Rational regulation of DNA polymerase-mediated mutagenesis and autonomous 3′-5′-exonucleases

New data are briefly reviewed on the antimutagenic role of bacterial and mammalian autonomous 3'-5'-exonucleases (those not bound covalently to DNA polymerases but often involved in replicative complexes). The intracellular overproduction of DNA polymerase III subunit epsilon, displaying the 3'-5'-exonuclease activity, in Escherichia coli is accompanied by marked attenuation of UV and SOS mutagenesis. Conversely, elimination of the exonuclease activity in the epsilon subunit results in an avalanche of mistakes incompatible with E. coli viability.

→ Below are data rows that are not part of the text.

#[cfg(test)]
mod tests {
    use super::*;
    use crate::hid::testing::MockTransport;

    pub(crate) fn test_descriptor() -> Descriptor {
        Descriptor {
            reports: vec![
                ReportInfo { id: 0x10, size: 6 },
                ReportInfo { id: 0x11, size: 19 },
            ],
            max_report_size: 19,
        }
    }

    /* A reply frame for the given request header, long report. */
    pub(crate) fn long_reply(target: u8, feature_idx: u8, fn_app: u8, data: &[u8]) -> Vec<u8> {
        let mut f = vec![0u8; 20];
        f[0] = 0x11;
        f[1] = target;
        f[2] = feature_idx;
        f[3] = fn_app;
        f[4..4 + data.len()].copy_from_slice(data);
        f
    }

    pub(crate) fn short_reply(target: u8, feature_idx: u8, fn_app: u8, data: &[u8]) -> Vec<u8> {
        let mut f = vec![0u8; 7];
        f[0] = 0x10;
        f[1] = target;
        f[2] = feature_idx;
        f[3] = fn_app;
        f[4..4 + data.len()].copy_from_slice(data);
        f
    }

    /* Open a mock device: expects the protocol probe and the initial ping. */
    pub(crate) fn open_mock(seed: u8) -> Device<MockTransport> {
        let mut transport = MockTransport::new();
        /* get_protocol reply: version 2 */
        transport.push_reply(&short_reply(TARGET_DEFAULT, 0x00, 0x12, &[2, 0, 0]));
        /* ping echo with the seeded sequence */
        transport.push_reply(&short_reply(TARGET_DEFAULT, 0x00, 0x12, &[0, 0, seed]));
        Device::from_transport(transport, test_descriptor(), PathBuf::from("/dev/mock"), 0x2, seed)
            .expect("open")
    }

    #[test]
    fn open_qualifies_v2_device() {
        let dev = open_mock(0x17);
        assert_eq!(dev.app_id(), 0x2);
        let writes = &dev.endpoint.transport().writes;
        /* probe: empty ping on the short report */
        assert_eq!(writes[0], vec![0x10, 0xff, 0x00, 0x12, 0, 0, 0]);
        /* resync ping: sequence byte in the last payload slot */
        assert_eq!(writes[1], vec![0x10, 0xff, 0x00, 0x12, 0, 0, 0x17]);
    }

    #[test]
    fn open_rejects_v1_device() {
        let mut transport = MockTransport::new();
        /* HID++ v1 error frame at feature 0x8f, root feature */
        transport.push_reply(&short_reply(TARGET_DEFAULT, 0x8f, 0x00, &[0x12, 0, 0]));
        let err = Device::from_transport(
            transport,
            test_descriptor(),
            PathBuf::from("/dev/mock"),
            0x2,
            1,
        )
        .expect_err("v1 must be rejected");
        assert!(matches!(err, DeviceError::UnsupportedProtocol { version: 1 }));
    }

    #[test]
    fn call_picks_smallest_fitting_report_and_pads() {
        let mut dev = open_mock(1);
        /* feature lookup reply, then the call reply */
        dev.endpoint.transport_mut().push_reply(&long_reply(0xff, 0x00, 0x02, &[0x05, 0x00]));
        dev.endpoint.transport_mut().push_reply(&long_reply(0xff, 0x05, 0x32, &[0xaa]));
        dev.call(0xff, FEATURE_NAME, 3, &[1, 2, 3, 4]).expect("call");

        let writes = &dev.endpoint.transport().writes;
        /* lookup uses the short report (2-byte payload fits) */
        assert_eq!(writes[2], vec![0x10, 0xff, 0x00, 0x02, 0x00, 0x05, 0x00]);
        /* the call itself needs the long report; padded with zeros */
        let mut expected = vec![0x11, 0xff, 0x05, 0x32, 1, 2, 3, 4];
        expected.resize(20, 0);
        assert_eq!(writes[3], expected);
    }

    #[test]
    fn call_ignores_unrelated_frames() {
        let mut dev = open_mock(1);
        dev.endpoint.transport_mut().push_reply(&long_reply(0xff, 0x00, 0x02, &[0x05, 0x00]));
        /* wrong app id, wrong feature, wrong target, then the real reply */
        dev.endpoint.transport_mut().push_reply(&long_reply(0xff, 0x05, 0x3f, &[0x01]));
        dev.endpoint.transport_mut().push_reply(&long_reply(0xff, 0x07, 0x32, &[0x02]));
        dev.endpoint.transport_mut().push_reply(&long_reply(0x01, 0x05, 0x32, &[0x03]));
        dev.endpoint.transport_mut().push_reply(&long_reply(0xff, 0x05, 0x32, &[0x04]));
        let data = dev.call(0xff, FEATURE_NAME, 3, &[]).expect("call");
        assert_eq!(data[0], 0x04);
    }

    #[test]
    fn call_decodes_error_frames() {
        let mut dev = open_mock(1);
        dev.endpoint.transport_mut().push_reply(&long_reply(0xff, 0x00, 0x02, &[0x05, 0x00]));
        /* error frame: feature_index slot 0xff, code at byte 5 */
        let mut err_frame = long_reply(0xff, 0xff, 0x05, &[]);
        err_frame[4] = 0x32;
        err_frame[5] = 8; /* busy */
        dev.endpoint.transport_mut().push_reply(&err_frame);
        let err = dev.call(0xff, FEATURE_NAME, 3, &[]).expect_err("error frame");
        assert!(matches!(err, DeviceError::Hidpp(HidppError::Busy)));
    }

    #[test]
    fn feature_index_is_cached() {
        let mut dev = open_mock(1);
        dev.endpoint.transport_mut().push_reply(&long_reply(0xff, 0x00, 0x02, &[0x05, 0x60]));
        let idx = dev.resolve_feature_index(0xff, FEATURE_LEDS).expect("resolve");
        assert_eq!(idx, 0x05);
        let entry = dev.cached_features()[0];
        assert!(entry.hidden);
        assert!(!entry.obsolete);

        /* second resolution: no wire traffic */
        let writes_before = dev.endpoint.transport().writes.len();
        let idx = dev.resolve_feature_index(0xff, FEATURE_LEDS).expect("resolve");
        assert_eq!(idx, 0x05);
        assert_eq!(dev.endpoint.transport().writes.len(), writes_before);
    }

    #[test]
    fn well_known_indices_are_preset() {
        let mut dev = open_mock(1);
        assert_eq!(dev.resolve_feature_index(0xff, FEATURE_ROOT).expect("root"), 0);
        assert_eq!(dev.resolve_feature_index(0xff, FEATURE_FEATURE).expect("table"), 1);
        assert!(dev.endpoint.transport().writes.len() == 2); /* open traffic only */
    }

    #[test]
    fn unresolvable_feature_reports_not_found() {
        let mut dev = open_mock(1);
        dev.endpoint.transport_mut().push_reply(&long_reply(0xff, 0x00, 0x02, &[0x00, 0x00]));
        let err = dev.call(0xff, FEATURE_GAMEMODE, 0, &[]).expect_err("absent feature");
        assert!(matches!(err, DeviceError::FeatureNotFound { feature_id: FEATURE_GAMEMODE }));
    }

    #[test]
    fn ping_skips_unrelated_pongs() {
        let mut dev = open_mock(9);
        /* a stale pong with the wrong sequence, then the right one */
        dev.endpoint.transport_mut().push_reply(&short_reply(0xff, 0x00, 0x12, &[0, 0, 0x08]));
        dev.endpoint.transport_mut().push_reply(&short_reply(0xff, 0x00, 0x12, &[0, 0, 0x0a]));
        dev.ping(0xff).expect("ping");
    }

    #[test]
    fn oversized_payload_is_rejected() {
        let mut dev = open_mock(1);
        let payload = vec![0u8; 17]; /* long report holds 16 */
        let err = dev
            .call(0xff, FEATURE_ROOT, 0, &payload)
            .expect_err("too large");
        assert!(matches!(err, DeviceError::PayloadTooLarge { size: 17 }));
    }
}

In mammals (rat, human), the autonomous exonucleases largely account for the cell 3'-5'-exonuclease activity, mainly toward single-stranded DNA. The accuracy of reproduction of the bacteriophage Phi X174 amber3 DNA catalyzed by DNA polymerase a from calf thymus or rat liver rises substantially in the presence of the bacterial 3'-5'-exonuclease or autonomous 3'-5'-exonucleases from rat liver, as indicated by the antimutagenic effect after transfection of the phage DNA into E. coli spheroplasts. The mammalian exonucleases increase the DNA polymerase a fidelity in the cell by two to three orders of magnitude. Apparently, an increase in the gene dose of the mammalian autonomous 3'-5'-exonucleases should markedly diminish the intensity of mutagenesis and thus decrease the probability of carcinogenesis and new hereditary diseases.